What ghc version are you using, on which platform (OS, arch), which
packages does your executable need?

> Also, I saw in the ghc documentatio about -split-objs that one should
> only use it "if you know exactly what you're doing".
> Do you know what the caveats are?

Doesn't work on all platforms (Sparc seems to have some problems iirc),
slower compile times. That's what I'm aware of.

>
> Thanks again,

.

unread,
Oct 16, 2010, 3:32:36 PM10/16/10
to Daniel Fischer, begi...@haskell.org
On Sat, 2010-10-16 at 21:09 +0200, Daniel Fischer wrote:
> On Saturday 16 October 2010 15:03:52, . wrote:
> > Hi Daniel,
> > thanks for the explanations.
> > I have tried reinstalling with
> > cabal --reinstall gtk,
> > having set
> > split-objs: True
> > in ~/.cabal/config before.
> >
> > However, the compile yielded a single .o file again,
>
> Yes, there's the single .o file for the package, the question is, what's in
> the archive (libHSxxx.a). Rule of thumb, if it's more than twice as large
> as the HSxxx.o, it contains the split object files (you can verify by
> looking at it with nm).

Ah .. ok, stupid me ;) the archive is more than twice the size, and ar
tells me about a lot of object files inside it. So compiling with
-split-objs appears to have worked out.
I have seen, however, that I have 2 versions of gtk (0.11.2 and 0.11.0)
on the system. I will try to find out which one was actually used when I
called "ghc --make guiMain"; how would I go about that?

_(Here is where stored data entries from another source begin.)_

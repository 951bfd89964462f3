// Keyvault — Vault Module
//
// The public surface: create, fetch, delete and list named keys, with
// optional time-to-live.

mod entry;
mod expiry;
mod facade;

pub use entry::{EntryError, StoredEntry};
pub use facade::{CreateKeyOptions, KeyVault, RestoreReport};
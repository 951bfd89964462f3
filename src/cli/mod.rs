// Keyvault — CLI Module
//
// Command-line interface using clap derive macros.
// Subcommands: create, get, delete, list, sweep.

mod commands;

use std::path::PathBuf;

use clap::{Parser, Subcommand, ValueEnum};

pub use commands::{execute, parse_ttl};

/// Keyvault — persistent, non-extractable keys with optional expiry.
#[derive(Parser, Debug)]
#[command(name = "keyvault")]
#[command(version, about, long_about = None)]
pub struct Cli {
    /// Directory holding container files (default: platform data dir).
    #[arg(long, global = true)]
    pub data_dir: Option<PathBuf>,

    /// Container (database file) name.
    #[arg(long, global = true)]
    pub container: Option<String>,

    /// Collection (table) inside the container.
    #[arg(long, global = true)]
    pub collection: Option<String>,

    #[command(subcommand)]
    pub command: Commands,
}

#[derive(Subcommand, Debug)]
pub enum Commands {
    /// Generate a key and store it under a name.
    Create {
        /// Name to store the key under. An existing key is replaced.
        name: String,

        /// Key algorithm.
        #[arg(long, value_enum, default_value_t = AlgorithmArg::EcdsaP256)]
        algorithm: AlgorithmArg,

        /// Allow the private or secret key bytes to be exported.
        #[arg(long, default_value = "false")]
        extractable: bool,

        /// Remove the key after this long (e.g., "500ms", "30s", "5m", "1h", "1d").
        #[arg(long)]
        ttl: Option<String>,
    },

    /// Show a stored key (metadata and public key only).
    Get {
        /// The key name.
        name: String,
    },

    /// Delete a stored key.
    Delete {
        /// The key name.
        name: String,
    },

    /// List stored key names.
    List,

    /// Remove keys whose expiry has passed.
    Sweep,
}

#[derive(ValueEnum, Clone, Copy, Debug, PartialEq, Eq)]
pub enum AlgorithmArg {
    /// ECDSA on P-256, sign/verify.
    EcdsaP256,
    /// ECDH on P-256, deriveKey/deriveBits.
    EcdhP256,
    /// HMAC with SHA-256, sign/verify.
    HmacSha256,
    /// AES-256-GCM, encrypt/decrypt.
    AesGcm256,
}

> > and recompiling and re-linking my little program does not change
> > its size ...
>
> Possibly the packages have been built with -spilt-objs originally, or your
> GHC doesn't support split-objs, in either case, sorry for the inconvenience
> :-/
>
> gtk contains apparently hundreds of thousands of modules, so it may be the
> module-initialisation functions. Quick test:
>
> $ nm yourexecutable | grep stginit | wc -l

I tried that, there are almost 900 matches.

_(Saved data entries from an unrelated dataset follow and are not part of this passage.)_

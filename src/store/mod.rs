// Keyvault — Store Module
//
// Durable, scoped key-value persistence for opaque payloads. SQLite is the
// durable engine; the in-memory store substitutes for it in tests.

mod db;
mod error;
mod memory;
mod repository;

pub use db::{Database, StoreLocation, DEFAULT_BUSY_TIMEOUT};
pub use error::StoreError;
pub use memory::MemoryStore;
pub use repository::{DurableStore, SqliteStore};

> > Any other idea what I might be doing wrong?
>
> Nothing, probably.
>
> What ghc version are you using, on which platform (OS, arch), which
> packages does your executable need?

I am using Ubuntu 10.10, ghc 6.12.1, on a 4-core AMD Phenom.
The program I am compiling needs these packages:
gtk, Text.Parsec, Time, Database.HDBC.Sqlite3, Locale,
Data.ByteString.Lazy.


--Christian

Daniel Fischer

unread,
Oct 16, 2010, 4:18:46 PM10/16/10
to ., begi...@haskell.org
On Saturday 16 October 2010 21:32:27, . wrote:
> I have seen, however, that I have 2 versions of gtk (0.11.2 and 0.11.0)
> on the system. I will try to find out which one was actually used when I
> called "ghc --make guiMain"; how would I go about that?
>

Normally, ghc picks the later version. When compiling, you can see which
version is used by giving the appropriate verbosity flag (-v2 or greater).
After the fact, the only way I know is

$ nm executable | grep stginit_gtk | more (or less)

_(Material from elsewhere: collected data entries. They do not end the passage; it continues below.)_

//! The evaluation engine: the I/O shell around the pure core.
//!
//! EXECUTION ORDER (every operation):
//!   1. Load record sets from the injected store
//!   2. Run the pure core (recalculate / rank / simulate)
//!   3. Persist outputs (recalculate, adopt only)
//!
//! RULES:
//!   - The store is passed in explicitly; nothing below engine.rs sees it.
//!   - Missing score sets mean "no data for this period": empty inputs.
//!   - Missing rule tables or roster are caller errors and fail loudly.

use crate::{
    audit::{Actor, RuleChangeAction, RuleChangeLog, RuleChangeLogs},
    config::{AppSettings, RuleBook},
    diff::{diff_promotion_rules, PromotionRuleChange},
    employee::{Employee, EmployeesData},
    error::EvalResult,
    ranking::{build_rankings, build_score_board, RankingData, ScoreBoard},
    recalculate::{recalculate_all, PromotionBasis, RecalculationInput, RecalculationOutput},
    result::EvaluationResults,
    rules::{PromotionRule, PromotionRulesData, QualitativeCategoriesData, RankRulesData, RuleType},
    score::{QualitativeScoreRecord, QuantitativeScoreRecord, ScoreSet},
    simulation::{simulate_rule_change, DraftRules, RuleOverride, SimulationInput, SimulationOutcome},
    store::{RecordSet, RecordStore},
    types::{EmployeeId, PeriodId, RankCode},
};
use chrono::Utc;
use serde_json::{Map, Value};
use std::collections::HashMap;

/// Everything one period's recalculation reads besides the rules.
#[derive(Debug, Clone, Default)]
pub struct PeriodInputs {
    pub employees: Vec<Employee>,
    pub qualitative_scores: Vec<QualitativeScoreRecord>,
    pub quantitative_scores: Vec<QuantitativeScoreRecord>,
}

pub struct EvalEngine<S: RecordStore> {
    store: S,
    pub settings: AppSettings,
}

impl<S: RecordStore> EvalEngine<S> {
    /// Build an engine, reading app settings from the store.
    /// Falls back to defaults when the store has none.
    pub fn new(store: S) -> EvalResult<Self> {
        let settings = match store.try_read_record_set(RecordSet::AppSettings, None)? {
            Some(settings) => settings,
            None => {
                log::warn!("no app_settings record set; using defaults");
                AppSettings::default()
            }
        };
        Ok(Self { store, settings })
    }

    pub fn with_settings(store: S, settings: AppSettings) -> Self {
        Self { store, settings }
    }

    pub fn store(&self) -> &S {
        &self.store
    }

    /// The given period, or the configured default.
    pub fn resolve_period(&self, period: Option<&str>) -> PeriodId {
        period
            .filter(|p| !p.trim().is_empty())
            .unwrap_or(&self.settings.default_period)
            .to_string()
    }

    // ── Loading ────────────────────────────────────────────────────────

    pub fn load_rule_book(&self) -> EvalResult<RuleBook> {
        let rank: RankRulesData = self.store.read_record_set(RecordSet::RankRules, None)?;
        let promotion: PromotionRulesData =
            self.store.read_record_set(RecordSet::PromotionRules, None)?;
        let categories: QualitativeCategoriesData =
            self.store.read_record_set(RecordSet::QualitativeCategories, None)?;

        Ok(RuleBook {
            rank_rules: rank.rules(),
            promotion_rules: promotion.rules,
            categories: categories.categories(),
            salary_adjustment: promotion.salary_adjustment,
        })
    }

    /// Write a complete rule book as version 1 of each table.
    pub fn save_rule_book(&self, book: &RuleBook) -> EvalResult<()> {
        let now = Utc::now();
        self.store.write_record_set(
            RecordSet::RankRules,
            None,
            &RankRulesData {
                version: 1,
                updated_at: now,
                cross_matrix: book.rank_rules.cross_matrix.clone(),
                thresholds: book.rank_rules.thresholds.clone(),
                description: None,
            },
        )?;
        self.store.write_record_set(
            RecordSet::PromotionRules,
            None,
            &PromotionRulesData {
                version: 1,
                updated_at: now,
                rules: book.promotion_rules.clone(),
                descriptions: Vec::new(),
                salary_adjustment: book.salary_adjustment,
            },
        )?;
        self.store.write_record_set(
            RecordSet::QualitativeCategories,
            None,
            &QualitativeCategoriesData {
                version: 1,
                updated_at: now,
                manager_categories: book.categories.manager_categories.clone(),
                staff_categories: book.categories.staff_categories.clone(),
            },
        )
    }

    pub fn load_period_inputs(&self, period: &str) -> EvalResult<PeriodInputs> {
        let employees: EmployeesData = self.store.read_record_set(RecordSet::Employees, None)?;

        let qualitative: Option<ScoreSet<QualitativeScoreRecord>> = self
            .store
            .try_read_record_set(RecordSet::QualitativeScores, Some(period))?;
        let quantitative: Option<ScoreSet<QuantitativeScoreRecord>> = self
            .store
            .try_read_record_set(RecordSet::QuantitativeScores, Some(period))?;

        if qualitative.is_none() && quantitative.is_none() {
            log::warn!("period={period} has no score data; every employee scores 0");
        }

        Ok(PeriodInputs {
            employees: employees.items,
            qualitative_scores: qualitative.map(|s| s.items).unwrap_or_default(),
            quantitative_scores: quantitative.map(|s| s.items).unwrap_or_default(),
        })
    }

    /// Final ranks of a stored period. Empty if that period has no results.
    pub fn previous_ranks(&self, previous_period: &str) -> EvalResult<HashMap<EmployeeId, RankCode>> {
        let results: Option<EvaluationResults> = self
            .store
            .try_read_record_set(RecordSet::EvaluationResults, Some(previous_period))?;
        Ok(match results {
            Some(results) => results.final_ranks(),
            None => {
                log::warn!("previous period={previous_period} has no results; no history applied");
                HashMap::new()
            }
        })
    }

    // ── Operations ─────────────────────────────────────────────────────

    /// Recalculate one period and persist its results and ranking.
    ///
    /// Naming `previous_period` switches promotion judgement from the
    /// rank heuristic to the promotion matrix.
    pub fn recalculate(
        &self,
        period: Option<&str>,
        previous_period: Option<&str>,
    ) -> EvalResult<RecalculationOutput> {
        let period = self.resolve_period(period);
        let rules = self.load_rule_book()?;
        let inputs = self.load_period_inputs(&period)?;
        let previous = match previous_period {
            Some(p) => Some(self.previous_ranks(p)?),
            None => None,
        };

        let output = recalculate_all(&RecalculationInput {
            employees: &inputs.employees,
            qualitative_scores: &inputs.qualitative_scores,
            quantitative_scores: &inputs.quantitative_scores,
            rules: &rules,
            period: &period,
            settings: &self.settings,
            promotion_basis: basis(previous.as_ref()),
        })?;

        self.store.write_record_set(
            RecordSet::EvaluationResults,
            Some(&period),
            &output.evaluation_results,
        )?;
        self.store
            .write_record_set(RecordSet::Ranking, Some(&period), &output.ranking)?;

        log::info!(
            "period={period} recalculated: {} result(s)",
            output.evaluation_results.items.len()
        );
        Ok(output)
    }

    pub fn results(&self, period: Option<&str>) -> EvalResult<EvaluationResults> {
        let period = self.resolve_period(period);
        self.store
            .read_record_set(RecordSet::EvaluationResults, Some(&period))
    }

    /// Competition ("1224") rankings over the stored results.
    pub fn rankings(&self, period: Option<&str>) -> EvalResult<RankingData> {
        let results = self.results(period)?;
        Ok(build_rankings(
            &results.items,
            &results.period,
            &self.settings.tie_break_order,
        ))
    }

    pub fn score_board(&self, period: Option<&str>) -> EvalResult<ScoreBoard> {
        let results = self.results(period)?;
        Ok(build_score_board(
            &results.items,
            &results.period,
            &self.settings.tie_break_order,
        ))
    }

    /// Dry-run a draft for one rule type. Persists nothing.
    pub fn simulate(
        &self,
        rule_type: RuleType,
        drafts: DraftRules,
        period: Option<&str>,
        previous_period: Option<&str>,
    ) -> EvalResult<SimulationOutcome> {
        let rule_override = RuleOverride::select(rule_type, drafts)?;
        let current = self.load_rule_book()?;
        self.simulate_override(&current, &rule_override, period, previous_period)
    }

    /// Per-pair level changes a promotion draft would make.
    pub fn promotion_rule_changes(
        &self,
        draft: &[PromotionRule],
    ) -> EvalResult<Vec<PromotionRuleChange>> {
        let current = self.load_rule_book()?;
        Ok(diff_promotion_rules(&current.promotion_rules, draft))
    }

    /// Adopt a draft: simulate it for the impact summary, then commit the
    /// draft table(s) together with an `apply` change log.
    pub fn adopt(
        &self,
        rule_type: RuleType,
        drafts: DraftRules,
        actor: &Actor,
        reason: &str,
        period: Option<&str>,
        previous_period: Option<&str>,
    ) -> EvalResult<RuleChangeLog> {
        let rule_override = RuleOverride::select(rule_type, drafts)?;
        let current = self.load_rule_book()?;
        let outcome = self.simulate_override(&current, &rule_override, period, previous_period)?;

        let adopted = rule_override.apply_to(&current);
        let before_snapshot = snapshot(&current, rule_type)?;
        let after_snapshot = snapshot(&adopted, rule_type)?;

        let log = RuleChangeLog::new(
            actor,
            rule_type,
            RuleChangeAction::Apply,
            reason,
            before_snapshot,
            after_snapshot,
            outcome.summary,
        );
        self.write_adopted(&rule_override, &log)?;

        log::info!(
            "{} rules adopted by {}: {} employee(s) affected",
            rule_type,
            actor.actor_id,
            outcome.summary.changed_employees
        );
        Ok(log)
    }

    pub fn rule_change_logs(&self) -> EvalResult<RuleChangeLogs> {
        self.store.rule_change_logs()
    }

    fn simulate_override(
        &self,
        current: &RuleBook,
        rule_override: &RuleOverride,
        period: Option<&str>,
        previous_period: Option<&str>,
    ) -> EvalResult<SimulationOutcome> {
        let period = self.resolve_period(period);
        let inputs = self.load_period_inputs(&period)?;
        let previous = match previous_period {
            Some(p) => Some(self.previous_ranks(p)?),
            None => None,
        };

        simulate_rule_change(
            &SimulationInput {
                employees: &inputs.employees,
                qualitative_scores: &inputs.qualitative_scores,
                quantitative_scores: &inputs.quantitative_scores,
                current,
                period: &period,
                settings: &self.settings,
                promotion_basis: basis(previous.as_ref()),
            },
            rule_override,
        )
    }

    fn write_adopted(&self, rule_override: &RuleOverride, log: &RuleChangeLog) -> EvalResult<()> {
        let now = Utc::now();
        match rule_override {
            RuleOverride::Rank(rules) => {
                let mut data: RankRulesData =
                    self.store.read_record_set(RecordSet::RankRules, None)?;
                data.cross_matrix = rules.cross_matrix.clone();
                data.thresholds = rules.thresholds.clone();
                data.version += 1;
                data.updated_at = now;
                self.store.commit_rule_change(RecordSet::RankRules, &data, log)
            }
            RuleOverride::Promotion(rules) => {
                let mut data: PromotionRulesData =
                    self.store.read_record_set(RecordSet::PromotionRules, None)?;
                data.rules = rules.clone();
                data.version += 1;
                data.updated_at = now;
                self.store
                    .commit_rule_change(RecordSet::PromotionRules, &data, log)
            }
            RuleOverride::Qualitative { manager, staff } => {
                let mut data: QualitativeCategoriesData = self
                    .store
                    .read_record_set(RecordSet::QualitativeCategories, None)?;
                if let Some(manager) = manager {
                    data.manager_categories = manager.clone();
                }
                if let Some(staff) = staff {
                    data.staff_categories = staff.clone();
                }
                data.version += 1;
                data.updated_at = now;
                self.store
                    .commit_rule_change(RecordSet::QualitativeCategories, &data, log)
            }
        }
    }
}

fn basis(previous: Option<&HashMap<EmployeeId, RankCode>>) -> PromotionBasis<'_> {
    match previous {
        Some(previous_ranks) => PromotionBasis::PeriodTransition { previous_ranks },
        None => PromotionBasis::RankHeuristic,
    }
}

/// The slice of a rule book one rule type governs, keyed by its name.
fn snapshot(book: &RuleBook, rule_type: RuleType) -> EvalResult<Value> {
    let (key, value) = match rule_type {
        RuleType::Rank => ("rankRules", serde_json::to_value(&book.rank_rules)?),
        RuleType::Promotion => ("promotionRules", serde_json::to_value(&book.promotion_rules)?),
        RuleType::Qualitative => ("categories", serde_json::to_value(&book.categories)?),
        RuleType::Bonus => ("salaryAdjustment", serde_json::to_value(book.salary_adjustment)?),
    };
    let mut map = Map::new();
    map.insert(key.to_string(), value);
    Ok(Value::Object(map))
}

and then you'll see the z-encoded package version, lines like

080ca5dc T __stginit_gtkzm0zi11zi2_Stuff

for gtk-0.11.2.

> > > and recompiling and re-linking my little program does not change
> > > its size ...
> >
> > Possibly the packages have been built with -spilt-objs originally, or
> > your GHC doesn't support split-objs, in either case, sorry for the
> > inconvenience
> >
> > :-/
> >
> > gtk contains apparently hundreds of thousands of modules, so it may be
> > the module-initialisation functions. Quick test:
> >
> > $ nm yourexecutable | grep stginit | wc -l
>
> I tried that, there are almost 900 matches.
>

Hm, shouldn't nearly take you to 20M.

> > > Any other idea what I might be doing wrong?
> >
> > Nothing, probably.
> >
> > What ghc version are you using, on which platform (OS, arch), which
> > packages does your executable need?
>
> I am using Ubuntu 10.10, ghc 6.12.1, on a 4-core AMD Phenom.
> The program I am compiling needs these packages:
> gtk, Text.Parsec, Time, Database.HDBC.Sqlite3, Locale,
> Data.ByteString.Lazy.
>

No obvious suspect.
Depending on how curious you are, you could split off small sub-programmes
to see what's taking a lot of space. But that's going to be tedious.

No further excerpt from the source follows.